The original approval of mifepristone in 2000 is not an issue before the courts. The lawsuit focuses on actions by the FDA since 2016 that made the pill easier to obtain, including an initial decision that made it available by mail until 2021, which was finalized last year.
Judges will also examine decisions in 2016 to extend the window in which mifepristone can be used to terminate a pregnancy from seven weeks to 10 weeks, and to reduce the number of in-person visits for patients from three to one. In another move in 2016, the FDA changed the dosing regimen, finding that a lower dose of mifepristone was sufficient.
The FDA-approved regimen for medication abortion includes two drugs: mifepristone, which blocks the hormone progesterone, and misoprostol, which induces contractions.
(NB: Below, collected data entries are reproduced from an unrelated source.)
// src/analysis/mod.rs
//
// The analytical core: profile aggregation, rule classification, partner
// indexing, and cluster reconstruction. Everything here is a pure
// computation over data handed in by the store layer.

pub mod cluster;
pub mod partners;
pub mod profile;
pub mod rules;
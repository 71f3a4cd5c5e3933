// src/store/mod.rs
//
// Narrow interfaces to the excluded collaborators: the session record store,
// the subject directory, and the geo enrichment service. The core performs
// no blocking I/O of its own; timeouts and retries belong behind these
// traits.

pub mod memory;

use std::net::IpAddr;

use crate::error::StoreError;
use crate::records::{GeoLocation, SessionRecord, SubjectInfo};

/// Read access to session records. Implementations must support concurrent
/// reads; one cluster computation assumes a consistent snapshot underneath.
pub trait SessionStore {
    fn sessions_by_subject(&self, subject: &str) -> Result<Vec<SessionRecord>, StoreError>;

    /// Every session, regardless of subject, that targeted the destination.
    /// Drives the cross-reference ("who else contacted this B-party") step.
    fn sessions_by_destination(&self, destination: &IpAddr)
        -> Result<Vec<SessionRecord>, StoreError>;

    /// Bulk scan: every subject id with at least one session on record.
    fn subject_ids(&self) -> Result<Vec<String>, StoreError>;
}

/// Resolves a subject id to display attributes. `Ok(None)` means the id is
/// unknown, which is not a store failure.
pub trait SubjectDirectory {
    fn resolve(&self, subject: &str) -> Result<Option<SubjectInfo>, StoreError>;
}

/// Optional per-destination location lookup. Infallible by contract:
/// anything the resolver cannot answer is simply absent.
pub trait GeoResolver {
    fn locate(&self, destination: &IpAddr) -> Option<GeoLocation>;
}

/// Geo resolver for callers without an enrichment source.
pub struct NoGeo;

impl GeoResolver for NoGeo {
    fn locate(&self, _destination: &IpAddr) -> Option<GeoLocation> {
        None
    }
}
The fact that the justices delayed Kascmaryk’s decision may be a sign that the majority is inclined to reject the challenge. Only two of the nine justices, conservatives Clarence Thomas and Samuel Alito, dissented.
It’s possible the court could settle the case without delving into the knotty legal issues surrounding the FDA’s approval process. The government argued vigorously that the doctors and others who sued lacked standing because they could not show any harm traceable to the FDA’s decisions.
Doctors do not prescribe mifepristone themselves, but they suggest that they are injured because they may be required to treat patients who take the pill and have serious side effects. Because the plaintiffs were against abortion, any action they were forced to take to complete the process would make them complicit, the plaintiffs argued. court documents.
The FDA’s lawyers wrote in the government’s brief that the plaintiffs could at best present a “hypothetical scenario,” which is insufficient to establish their position.
Petitioners “cannot even identify a single instance in which any of their members were forced to provide such care,” he said.